Era 1
Era 2
Era 3
Era 4
----====ASI Threshold?====----
Era 5
Cole Era (6)
1 Human-very roughly 3σ above median
Era 7
Era 8
Era 9
----====Crisis Threshold====----
Era 10
Era 11
Ryan Era (12)
1 Human-very roughly 1σ above median
Era 13
----====AGI Threshold (If Above 50%)====----
Era 14
Estimated average adult American performance
o4-mini-high (3/10)
Gemini-2.5-Pro-6-5 (1/5)*
o3 (1/10)
Era 15
Gemini-2.5-Pro-3-25 (2/5)*
Gemini-2.5-Pro (full release) (1/10)1
----====Genuine Reasoning Threshold====----
Era 16
Grok 3 (Thinking) (5/5)
o3-mini-high (2/3)*
Claude Opus 4 Extended Thinking (2/5)*
Claude Sonnet 4 Extended Thinking (2/5)*
o1 (1/3)*
Claude Sonnet 3.7 Extended Thinking (1/5)*
Era 17
GPT-4*
GPT-4o*
Deepseek R1*
Era 18
GPT-3.5*
Era 19
Era 20
.
We expect a smart (by our sense of the term) person to solve Starburst in era 10, an average (adult American) person to solve it in era 14, and a dumb person to solve it in era 18. The smartest geniuses could probably solve it in era 4, and an arbitrary superintelligence could probably do better than them. If adapted to not require language, some animals could probably solve it in the last era. These estimates could easily be off by an era, but more than that would be quite surprising.
Models are listed by the earliest era in which they are capable of solving Starburst, along with a fraction of solutions correct at that era for eras 16 and earlier. Human and LLM scores in eras 16 and especially later should not be treated as directly comparable, since LLMs may be able to gain a substantial advantage by throwing knowledge at the problem in those eras.
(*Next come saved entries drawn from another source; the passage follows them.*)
//! Monotonic shutdown flag
//!
//! Components hand a `ShutdownFlag` to every loop they run (accept loop,
//! resolve-connect-retry loop, reconnect fiber). Loops check it at each
//! iteration. Once raised a flag never goes back down; there is no reset.

use std::sync::atomic::{AtomicBool, Ordering};
use std::sync::Arc;

use crate::error::{NetError, NetResult};

/// Shared, clonable, one-way shutdown flag
#[derive(Clone)]
pub struct ShutdownFlag {
    raised: Arc<AtomicBool>,
}

impl ShutdownFlag {
    /// Create a new, lowered flag
    pub fn new() -> Self {
        Self {
            raised: Arc::new(AtomicBool::new(false)),
        }
    }

    /// Raise the flag. Returns `true` if this call was the one that raised it.
    pub fn raise(&self) -> bool {
        !self.raised.swap(true, Ordering::AcqRel)
    }

    #[inline]
    pub fn is_raised(&self) -> bool {
        self.raised.load(Ordering::Acquire)
    }

    /// `Err(ShuttingDown)` once raised
    #[inline]
    pub fn check(&self) -> NetResult<()> {
        if self.is_raised() {
            Err(NetError::ShuttingDown)
        } else {
            Ok(())
        }
    }
}

impl Default for ShutdownFlag {
    fn default() -> Self {
        Self::new()
    }
}

impl std::fmt::Debug for ShutdownFlag {
    fn fmt(&self, f: &mut std::fmt::Formatter<'_>) -> std::fmt::Result {
        f.debug_struct("ShutdownFlag")
            .field("raised", &self.is_raised())
            .finish()
    }
}
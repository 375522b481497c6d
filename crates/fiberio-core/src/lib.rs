//! # fiberio-core
//!
//! Platform-agnostic building blocks shared by every fiberio crate.
//!
//! This crate has no runtime dependency. Anything that needs an event loop,
//! a socket or a thread lives in `fiberio-runtime` and above.
//!
//! ## Modules
//!
//! - `error` - `NetError` taxonomy surfaced by all components
//! - `kprint` - Leveled stderr logging macros
//! - `env` - Environment variable utilities
//! - `shutdown` - Monotonic shutdown flag

pub mod error;
pub mod kprint;
pub mod env;
pub mod shutdown;

// Re-exports for convenience
pub use error::{NetError, NetResult};
pub use shutdown::ShutdownFlag;
pub use env::{env_get, env_get_bool, env_get_millis, env_get_opt, env_get_str, env_is_set};
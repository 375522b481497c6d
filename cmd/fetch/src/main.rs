//! Copy a file to stdout through fiberio's readers.
//!
//! Local paths are read on the blocking bridge; `gs://bucket/object` paths
//! are streamed from an HTTP object server with transparent reopen on
//! truncation.
//!
//! Usage:
//!     ./target/release/fetch <path> [host:port]
//!
//! Environment:
//!     FIO_OBJECT_SERVER   object server authority (default 127.0.0.1:8080)
//!     FIO_FETCH_CHUNK     read size in bytes (default 65536)

use std::io::Write;
use std::time::Instant;

use fiberio::{
    env_get, env_get_str, init_logging, is_object_path, kerror, kinfo, open_readonly_file, HttpConnectionPool,
    NetError, NetResult, PoolConfig, ReadonlyFile, Runtime, RuntimeConfig,
};

fn run(path: String, authority: String) -> NetResult<u64> {
    let rt = Runtime::new(RuntimeConfig::from_env())?;

    let mut sources = rt.file_sources();
    if is_object_path(&path) {
        let config = PoolConfig {
            connect_timeout: rt.config().connect_timeout,
            ..PoolConfig::default()
        };
        sources = sources.with_objects(HttpConnectionPool::new(authority, config)?);
    }

    let chunk: usize = env_get("FIO_FETCH_CHUNK", 64 * 1024).max(1);
    let bridge = std::sync::Arc::clone(rt.bridge());

    rt.block_on(async move {
        let mut file = open_readonly_file(&path, &sources).await?;
        let mut buf = vec![0u8; chunk];
        let mut offset = 0u64;
        loop {
            let n = file.read(offset, &mut buf).await?;
            if n == 0 {
                break;
            }
            // stdout may block; keep it off the context thread.
            let out = buf[..n].to_vec();
            bridge
                .run(move || std::io::stdout().lock().write_all(&out))
                .await??;
            offset += n as u64;
        }
        file.close().await?;
        bridge.run(|| std::io::stdout().lock().flush()).await??;
        Ok::<u64, NetError>(offset)
    })?
}

fn main() {
    init_logging();
    let args: Vec<String> = std::env::args().collect();
    let Some(path) = args.get(1).cloned() else {
        eprintln!("usage: fetch <path> [host:port]");
        std::process::exit(2);
    };
    let authority = args
        .get(2)
        .cloned()
        .unwrap_or_else(|| env_get_str("FIO_OBJECT_SERVER", "127.0.0.1:8080"));

    let start = Instant::now();
    match run(path.clone(), authority) {
        Ok(bytes) => kinfo!(
            "fetch: {} -> {} bytes in {:.3}s",
            path,
            bytes,
            start.elapsed().as_secs_f64()
        ),
        Err(e) => {
            kerror!("fetch: {}: {}", path, e);
            std::process::exit(1);
        }
    }
}
//! # fiberio-file
//!
//! `ReadonlyFile` is the read side shared by local files and remote objects.
//! Reads are positional; implementations decide whether arbitrary offsets
//! are allowed (local files) or only sequential ones (streamed objects).

use std::future::Future;

use fiberio_core::NetResult;

pub mod local;

pub use local::LocalReadFile;

/// Read-only, positional file access from fibers.
pub trait ReadonlyFile: Send {
    /// Read up to `buf.len()` bytes at `offset`. `Ok(0)` means end of file.
    fn read(&mut self, offset: u64, buf: &mut [u8]) -> impl Future<Output = NetResult<usize>> + Send;

    /// Release the underlying resource. Further reads fail.
    fn close(&mut self) -> impl Future<Output = NetResult<()>> + Send;

    /// Total size in bytes.
    fn size(&self) -> u64;
}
Note on calling it an AGI threshold: a model that reaches here has general intelligence roughly on par with or slightly above the average adult American. It might (for a time, likely will) not be able to do everything the average human can do on a computer due to non-intelligence limitations such as time horizons, tool use, or perceptual abilities.
More information about Starburst: https://pennheretic.substack.com/p/you-can-do-fictional-theoretical
Models marked with an asterisk were tested on an old version of the prompt with a subtle ambiguity. This had little to no effect on results, but is noted for completeness.
According to Google’s documentation, this is the same model as the 6-5 snapshot, but it performs markedly worse. This is likely due to the full release usually expending roughly half the thinking tokens of the snapshot. Even setting a thinking budget in AI Studio doesn’t fix this issue.